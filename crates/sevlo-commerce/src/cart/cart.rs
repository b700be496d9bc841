//! Cart and cart line types.

use crate::cart::{CartTotals, LineTotal};
use crate::catalog::CatalogItem;
use crate::error::CommerceError;
use crate::ids::ProductId;
use crate::money::{self, Money};
use serde::Serialize;
use tracing::{debug, warn};

/// Maximum quantity allowed per cart line.
pub const MAX_QUANTITY_PER_LINE: u32 = 9999;

/// A shopping cart for one session.
///
/// Lines are kept in insertion order and there is at most one line per
/// product. Aggregates are never stored; [`Cart::totals`] recomputes them.
///
/// Every mutation either applies completely or returns an error and leaves
/// the cart untouched. Mutations return `&mut Self` so calls can be chained:
///
/// ```
/// use sevlo_commerce::cart::Cart;
/// use sevlo_commerce::catalog::CatalogItem;
/// use sevlo_commerce::money::Money;
///
/// let perfume = CatalogItem::new(1, "Perfume de Feromonas", Money::new(4500), "Tendencias Virales", "");
/// let soap = CatalogItem::new(2, "Jabón de Leche de Arroz", Money::new(1500), "Tendencias Virales", "");
///
/// let mut cart = Cart::new();
/// cart.add(&perfume)?.add(&soap)?.add(&soap)?;
///
/// let totals = cart.totals();
/// assert_eq!(totals.count, 3);
/// assert_eq!(totals.subtotal_display(), "$75.00");
/// # Ok::<(), sevlo_commerce::CommerceError>(())
/// ```
#[derive(Debug, Clone, Serialize, PartialEq, Eq, Default)]
pub struct Cart {
    lines: Vec<CartLine>,
}

impl Cart {
    /// Create an empty cart.
    pub fn new() -> Self {
        Self::default()
    }

    /// Add one unit of a catalog item.
    ///
    /// An existing line for the same product has its quantity incremented
    /// and keeps the name, price and image captured when it was created.
    /// Otherwise a new line with quantity 1 is appended.
    ///
    /// Returns an error if:
    /// - The item is malformed (see [`CatalogItem::validate`])
    /// - The line would exceed [`MAX_QUANTITY_PER_LINE`]
    /// - The subtotal would overflow
    pub fn add(&mut self, item: &CatalogItem) -> Result<&mut Self, CommerceError> {
        item.validate()?;

        match self.position(item.id) {
            Some(index) => {
                let line = &self.lines[index];
                let quantity = line.quantity + 1;
                if quantity > MAX_QUANTITY_PER_LINE {
                    warn!(product_id = %item.id, quantity, "cart line at quantity limit");
                    return Err(CommerceError::QuantityExceedsLimit(
                        i64::from(quantity),
                        i64::from(MAX_QUANTITY_PER_LINE),
                    ));
                }
                self.ensure_subtotal_fits(item.id, quantity, line.unit_price)?;

                self.lines[index].quantity = quantity;
                debug!(product_id = %item.id, quantity, "incremented cart line");
            }
            None => {
                self.ensure_subtotal_fits(item.id, 1, item.price)?;
                self.lines.push(CartLine::snapshot(item));
                debug!(product_id = %item.id, lines = self.lines.len(), "added cart line");
            }
        }

        Ok(self)
    }

    /// Set the quantity of an existing line.
    ///
    /// A quantity of 0 removes the line. A positive quantity for a product
    /// that is not in the cart does nothing; use [`Cart::add`] to create
    /// lines.
    ///
    /// Returns an error if:
    /// - Quantity is negative
    /// - Quantity exceeds [`MAX_QUANTITY_PER_LINE`]
    /// - The subtotal would overflow
    pub fn set_quantity(&mut self, id: ProductId, quantity: i64) -> Result<&mut Self, CommerceError> {
        if quantity < 0 {
            warn!(product_id = %id, quantity, "rejected negative quantity");
            return Err(CommerceError::InvalidQuantity(quantity));
        }

        if quantity == 0 {
            return Ok(self.remove(id));
        }

        let quantity = match u32::try_from(quantity) {
            Ok(q) if q <= MAX_QUANTITY_PER_LINE => q,
            _ => {
                warn!(product_id = %id, quantity, "rejected quantity over limit");
                return Err(CommerceError::QuantityExceedsLimit(
                    quantity,
                    i64::from(MAX_QUANTITY_PER_LINE),
                ));
            }
        };

        let Some(index) = self.position(id) else {
            debug!(product_id = %id, "set_quantity on absent line ignored");
            return Ok(self);
        };

        self.ensure_subtotal_fits(id, quantity, self.lines[index].unit_price)?;
        self.lines[index].quantity = quantity;
        debug!(product_id = %id, quantity, "set cart line quantity");
        Ok(self)
    }

    /// Remove the line for a product, if present.
    pub fn remove(&mut self, id: ProductId) -> &mut Self {
        let len_before = self.lines.len();
        self.lines.retain(|line| line.id != id);
        if self.lines.len() < len_before {
            debug!(product_id = %id, "removed cart line");
        }
        self
    }

    /// Stepper "+": raise an existing line by one. Does nothing if the
    /// product is not in the cart.
    pub fn increment(&mut self, id: ProductId) -> Result<&mut Self, CommerceError> {
        match self.get(id).map(|line| line.quantity) {
            Some(quantity) => self.set_quantity(id, i64::from(quantity) + 1),
            None => Ok(self),
        }
    }

    /// Stepper "-": lower an existing line by one, removing it when it
    /// would reach zero. Does nothing if the product is not in the cart.
    pub fn decrement(&mut self, id: ProductId) -> Result<&mut Self, CommerceError> {
        match self.get(id).map(|line| line.quantity) {
            Some(quantity) => self.set_quantity(id, (i64::from(quantity) - 1).max(0)),
            None => Ok(self),
        }
    }

    /// Derived count and subtotal.
    pub fn totals(&self) -> CartTotals {
        CartTotals {
            count: self.item_count(),
            subtotal: self.subtotal(),
        }
    }

    /// Per-line pricing, in cart order.
    pub fn line_totals(&self) -> Vec<LineTotal> {
        self.lines
            .iter()
            .map(|line| LineTotal {
                id: line.id,
                name: line.name.clone(),
                unit_price: line.unit_price,
                quantity: line.quantity,
                total: line.total(),
            })
            .collect()
    }

    /// Get total item count (sum of quantities).
    pub fn item_count(&self) -> u64 {
        self.lines.iter().map(|line| u64::from(line.quantity)).sum()
    }

    /// Lines in insertion order.
    pub fn lines(&self) -> &[CartLine] {
        &self.lines
    }

    /// Get the line for a product.
    pub fn get(&self, id: ProductId) -> Option<&CartLine> {
        self.lines.iter().find(|line| line.id == id)
    }

    /// Check if a product has a line in the cart.
    pub fn contains(&self, id: ProductId) -> bool {
        self.get(id).is_some()
    }

    /// Get number of distinct lines.
    pub fn len(&self) -> usize {
        self.lines.len()
    }

    /// Check if cart is empty.
    pub fn is_empty(&self) -> bool {
        self.lines.is_empty()
    }

    fn position(&self, id: ProductId) -> Option<usize> {
        self.lines.iter().position(|line| line.id == id)
    }

    fn subtotal(&self) -> Money {
        Money::try_sum(self.lines.iter().map(CartLine::total)).unwrap_or(Money::new(i64::MAX))
    }

    /// Check that giving line `id` the quantity `quantity` at `unit_price`
    /// keeps every line total and the subtotal representable.
    fn ensure_subtotal_fits(
        &self,
        id: ProductId,
        quantity: u32,
        unit_price: Money,
    ) -> Result<(), CommerceError> {
        let candidate = unit_price
            .try_multiply(i64::from(quantity))
            .ok_or(CommerceError::Overflow)?;

        let others = self
            .lines
            .iter()
            .filter(|line| line.id != id)
            .map(CartLine::total);

        Money::try_sum(std::iter::once(candidate).chain(others))
            .map(|_| ())
            .ok_or_else(|| {
                warn!(product_id = %id, quantity, "cart subtotal would overflow");
                CommerceError::Overflow
            })
    }
}

/// A line in the cart.
///
/// Name, price and image are a snapshot of the catalog item taken when the
/// line was created; later catalog changes do not reach existing lines.
#[derive(Debug, Clone, Serialize, PartialEq, Eq)]
pub struct CartLine {
    /// Product the line was created from.
    pub id: ProductId,
    /// Product name (denormalized for display).
    pub name: String,
    /// Unit price at the time of the first add.
    #[serde(with = "money::decimal")]
    pub unit_price: Money,
    /// Image reference.
    pub image: String,
    /// Quantity, always at least 1.
    pub quantity: u32,
}

impl CartLine {
    fn snapshot(item: &CatalogItem) -> Self {
        Self {
            id: item.id,
            name: item.name.clone(),
            unit_price: item.price,
            image: item.image.clone(),
            quantity: 1,
        }
    }

    /// Unit price times quantity.
    pub fn total(&self) -> Money {
        Money::new(
            self.unit_price
                .amount_cents
                .saturating_mul(i64::from(self.quantity)),
        )
    }
}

____

■ TASK PROMPT
Restate the data verbatim through the "pub const MAX_QUANTITY_PER_LINE: u32 = 9999;" line.

■ FINISHED EXERCISE
filename crates/sevlo-commerce/src/cart/cart.rs
repository b700be496d9bc841
//! Cart and cart line types.

use crate::cart::{CartTotals, LineTotal};
use crate::catalog::CatalogItem;
use crate::error::CommerceError;
use crate::ids::ProductId;
use crate::money::{self, Money};
use serde::Serialize;
use tracing::{debug, warn};

/// Maximum quantity allowed per cart line.
pub const MAX_QUANTITY_PER_LINE: u32 = 9999;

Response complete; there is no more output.